Please...don't go. Don't even think about it!!


Sex and the City: the Movie is opening today and predictably the Hollywood hype machine has been in overdrive for some time now. I've purposefully avoided looking at any reviews so that I make a pristine prediction; it will suck!! The film will however garner a few good comments where apologetic critics will say things like "If you were a big fan of the TV series you'll love it", "I was surprisingly moved by the honesty", "The non-stop parade of fashion was a feast for the eyes" etc.

Logic dictates that the show was terrible and the movie will follow suit. The show was inane, poorly written, and horribly acted but it did allow regular women to fantasize that when they gossiped with their girlfriends at some dime-a-dozen coffee shop, they were as coolly pathetic as the female fab four. It also lowered the bar on discourse and allowed womanly raunch talk to be acceptable in public; the lusty Samantha could talk openly about swallowing sperm or something and the demure Charlotte would cringe and change the subject to provide the proper balance. Some guys even enjoyed eavesdropping on good looking babes talking dirty like I do when I'm alone at Second Cup pretending to read the paper.

Where two women sharing their feelings and discussing sex over a cocktail, dressed to the nines at a chic watering hole, is fun, four of them is a veritable gang bang!!

If I knew more about pornography, (which I don't) I'd go on to give any number of parallels between this show and more X-rated fare but since most of The Blob readership are connoisseurs of the genre they can adeptly fill in the blanks themselves.

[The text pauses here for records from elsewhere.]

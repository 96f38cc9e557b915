use anyhow::Context;
use clap::{Parser, Subcommand};
use tracing_subscriber::{layer::SubscriberExt, util::SubscriberInitExt};

use icd_core::{CoreConfig, IcdClient, NonEmptyText};

mod render;

/// Symptom used when `diagnose` is run without arguments.
const DEFAULT_SYMPTOM: &str = "sore throat";

#[derive(Parser)]
#[command(name = "icd-run")]
#[command(about = "Look up ICD-11 diagnoses for free-text symptoms")]
struct Cli {
    #[command(subcommand)]
    command: Option<Commands>,
}

#[derive(Subcommand)]
enum Commands {
    /// Resolve a symptom to a diagnosis summary
    Diagnose {
        /// Symptom description (defaults to "sore throat")
        symptom: Vec<String>,
    },
    /// Show the best autocode match only
    Search {
        /// Symptom description
        #[arg(required = true)]
        symptom: Vec<String>,
    },
    /// List every candidate entity above the match threshold
    Candidates {
        /// Free-text query
        #[arg(required = true)]
        query: Vec<String>,
    },
    /// Exchange credentials and show the token's validity window
    Token,
}

/// Entry point for the ICD lookup client
///
/// Resolves configuration before any network call, so a missing `CLIENT_ID` or
/// `CLIENT_SECRET` fails immediately with a configuration error. Logs go to
/// stderr; the report goes to stdout.
///
/// # Environment Variables
/// - `CLIENT_ID`, `CLIENT_SECRET`: ICD-API client credentials (required)
/// - `ICD_API_BASE`, `ICD_TOKEN_ENDPOINT`: endpoint overrides
/// - `ICD_MATCH_THRESHOLD`: autocode confidence floor (default 0.75)
/// - `ICD_PROACTIVE_REFRESH`: refresh the token in the background
///
/// # Returns
/// * `Ok(())` - If the lookup completed
/// * `Err(anyhow::Error)` - On any configuration, authentication or lookup failure
#[tokio::main]
async fn main() -> anyhow::Result<()> {
    dotenvy::dotenv().ok();

    tracing_subscriber::registry()
        .with(tracing_subscriber::EnvFilter::from_default_env().add_directive("icd=info".parse()?))
        .with(tracing_subscriber::fmt::layer().with_writer(std::io::stderr))
        .init();

    let cli = Cli::parse();

    let config = CoreConfig::from_env()?;
    tracing::debug!(?config, "configuration resolved");
    let client = IcdClient::new(&config)?;

    let refresher = config
        .proactive_refresh()
        .then(|| client.broker().spawn_proactive_refresh());

    let result = run(cli.command, &client).await;

    if let Some(handle) = refresher {
        handle.abort();
    }
    result
}

async fn run(command: Option<Commands>, client: &IcdClient) -> anyhow::Result<()> {
    let threshold = client.pipeline().match_threshold();

    match command.unwrap_or(Commands::Diagnose {
        symptom: Vec::new(),
    }) {
        Commands::Diagnose { symptom } => {
            let symptom = if symptom.is_empty() {
                NonEmptyText::new(DEFAULT_SYMPTOM)?
            } else {
                text_arg(&symptom, "symptom")?
            };
            let diagnosis = client.pipeline().run(&symptom).await?;
            println!("{}", render::search_summary(&diagnosis.search, threshold));
            print!("{}", render::diagnosis_summary(&diagnosis.record));
        }
        Commands::Search { symptom } => {
            let symptom = text_arg(&symptom, "symptom")?;
            let result = client.pipeline().search(&symptom).await?;
            print!("{}", render::search_summary(&result, threshold));
        }
        Commands::Candidates { query } => {
            let query = text_arg(&query, "query")?;
            let candidates = client.pipeline().search_candidates(&query).await?;
            print!("{}", render::candidates_summary(query.as_str(), &candidates));
        }
        Commands::Token => {
            let token = client.broker().acquire_token().await?;
            print!(
                "{}",
                render::token_summary(token.issued_at(), token.expires_at())
            );
        }
    }

    Ok(())
}

fn text_arg(words: &[String], name: &str) -> anyhow::Result<NonEmptyText> {
    NonEmptyText::new(words.join(" ")).with_context(|| format!("{name} cannot be empty"))
}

This show and now the movie, like steamy romance novels or soap operas, is little more than porn for women and that's OK. Most guys however don't get too turned on by haute couture (unless it's "Fashion File" or "Nipples on Parade" as I like to call it) and appreciate talk as long as it's followed by action. e.g.
  • "Miss Jorgensen your tax return is done."
  • "But I forgot my wallet Mr. Harden, can I pay you some other way??"
  • (cue rhythm guitar) "I'm sure we can work something out."

I just hope you ladies who insist on going, allow your man (if you have one) to stay home and that you let him rent whatever he wants, Anal Accountant vol.17 comes highly recommended. Excellent dialogue, fabulous locations, and the pants, shoes, and neckties are to die for!!

2 comments:

slapper58 said...

Reprinted excerpt from a review in The Globe and Mail:

After all, bad summer films, full of furious hype and signifying nothing, are hardly exceptional these days, nor is the sound they typically make: the dull scrape of a culture hitting rock bottom. Yet this one seems uniquely bad; this one is a threshold-breaker with a different sound, the crack of rock-bottom giving way to a whole deeper layer of magma.

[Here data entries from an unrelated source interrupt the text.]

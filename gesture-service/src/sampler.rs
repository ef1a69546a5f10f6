//! Switch Sampler Definitions

use embassy_time::{Duration, Instant};
use embedded_hal::digital::InputPin;
use input_services::{debug, trace, Channel, Edge, EdgeEvent};

use crate::config::Config;
use crate::debounce::{ActiveState, Debouncer};
use crate::Error;

#[derive(Debug, Clone, Copy, PartialEq, Eq)]
#[cfg_attr(feature = "defmt", derive(defmt::Format))]
/// Snapshot of a switch's debounce and press state.
pub struct SwitchState {
    /// Channel the switch is bound to.
    pub id: Channel,
    /// Last accepted stable level.
    pub debounced_level: bool,
    /// Last raw sample, before debouncing.
    pub raw_level: bool,
    /// Time of the last raw level change.
    pub last_transition_time: Instant,
    /// Time of the last accepted press edge, if the switch was ever pressed.
    pub press_start_time: Option<Instant>,
    /// Logical pressed state.
    pub is_pressed: bool,
}

#[derive(Debug)]
/// A switch on a generic GPIO pin, bound to one channel.
pub struct Switch<I> {
    gpio: I,
    channel: Channel,
    active_state: ActiveState,
    debouncer: Debouncer,
    press_start_time: Option<Instant>,
    is_pressed: bool,
}

impl<I: InputPin> Switch<I> {
    /// Creates a new released `Switch` on the given GPIO pin.
    pub fn new(channel: Channel, gpio: I, active_state: ActiveState, debounce_time: Duration) -> Self {
        Self {
            gpio,
            channel,
            active_state,
            debouncer: Debouncer::new(debounce_time),
            press_start_time: None,
            is_pressed: false,
        }
    }

    /// Returns the channel this switch is bound to.
    pub fn channel(&self) -> Channel {
        self.channel
    }

    /// Returns the logical pressed state.
    pub fn is_pressed(&self) -> bool {
        self.is_pressed
    }

    /// Reads the raw level, `true` meaning physically pressed.
    ///
    /// A failed read repeats the previous raw level so that it can never produce an edge.
    pub fn sample(&mut self) -> bool {
        match self.active_state.is_pressed(&mut self.gpio) {
            Ok(level) => level,
            Err(_) => {
                trace!("Channel {}: pin read failed", self.channel.0);
                self.debouncer.raw_level()
            }
        }
    }

    /// Samples the pin at `now` and returns the edge accepted by the debouncer, if any.
    pub fn update(&mut self, now: Instant) -> Option<EdgeEvent> {
        let raw = self.sample();
        let was_settling = self.debouncer.is_settling();

        let edge = match self.debouncer.update(raw, now) {
            Some(true) => {
                self.press_start_time = Some(now);
                self.is_pressed = true;
                debug!("Channel {} pressed", self.channel.0);
                Edge::Pressed
            }
            Some(false) => {
                self.is_pressed = false;
                let held = self
                    .press_start_time
                    .map(|start| now.saturating_duration_since(start))
                    .unwrap_or(Duration::from_ticks(0));
                debug!("Channel {} released after {}ms", self.channel.0, held.as_millis());
                Edge::Released { held }
            }
            None => {
                if was_settling && !self.debouncer.is_settling() {
                    trace!("Channel {}: bounce rejected", self.channel.0);
                }
                return None;
            }
        };

        Some(EdgeEvent {
            channel: self.channel,
            edge,
            time: now,
        })
    }

    /// Returns a snapshot of the switch state.
    pub fn state(&self) -> SwitchState {
        SwitchState {
            id: self.channel,
            debounced_level: self.debouncer.level(),
            raw_level: self.debouncer.raw_level(),
            last_transition_time: self.debouncer.last_transition(),
            press_start_time: self.press_start_time,
            is_pressed: self.is_pressed,
        }
    }

    /// Releases the GPIO pin.
    pub fn into_inner(self) -> I {
        self.gpio
    }
}

/// Fixed table of switches, one per configured channel.
pub struct Sampler<I, const N: usize> {
    switches: heapless::Vec<Switch<I>, N>,
}

impl<I: InputPin, const N: usize> Sampler<I, N> {
    /// Binds `pins` to the configured channels, in order.
    pub fn new(config: &Config<'_>, pins: impl IntoIterator<Item = I>) -> Result<Self, Error> {
        config.validate(N)?;

        let mut pins = pins.into_iter();
        let mut switches = heapless::Vec::new();
        for &channel in config.channels {
            let gpio = pins.next().ok_or(Error::PinCountMismatch)?;
            let switch = Switch::new(channel, gpio, config.active_state, config.timing.debounce);
            switches.push(switch).map_err(|_| Error::TooManyChannels)?;
        }

        if pins.next().is_some() {
            return Err(Error::PinCountMismatch);
        }

        Ok(Self { switches })
    }

    /// Updates every switch at `now`, passing accepted edges to `on_edge` in channel order.
    pub fn update(&mut self, now: Instant, mut on_edge: impl FnMut(EdgeEvent)) {
        for switch in self.switches.iter_mut() {
            if let Some(event) = switch.update(now) {
                on_edge(event);
            }
        }
    }

    /// Returns true if any switch is currently pressed.
    pub fn any_pressed(&self) -> bool {
        self.switches.iter().any(Switch::is_pressed)
    }

    /// Iterates over switch state snapshots in channel order.
    pub fn states(&self) -> impl Iterator<Item = SwitchState> + '_ {
        self.switches.iter().map(Switch::state)
    }

    /// Number of configured switches.
    pub fn len(&self) -> usize {
        self.switches.len()
    }

    /// Returns true if no switches are configured.
    pub fn is_empty(&self) -> bool {
        self.switches.is_empty()
    }
}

SEE!!??? (sure there are some good reviews but still....SEE!!???)

slapper58 said...

SPOILER ALERT

I also hear that the lovely Kristin Davis (Charlotte) has a bit of a mishap when the girls vacation down Mexico way and she shits her pants. Geez, talk about a tired plot device (see: "Murder She Wrote" season 2, episode#37, Dinner at the Mendoza's)
I can still see the look of shame and horror on Angela Lansbury's face.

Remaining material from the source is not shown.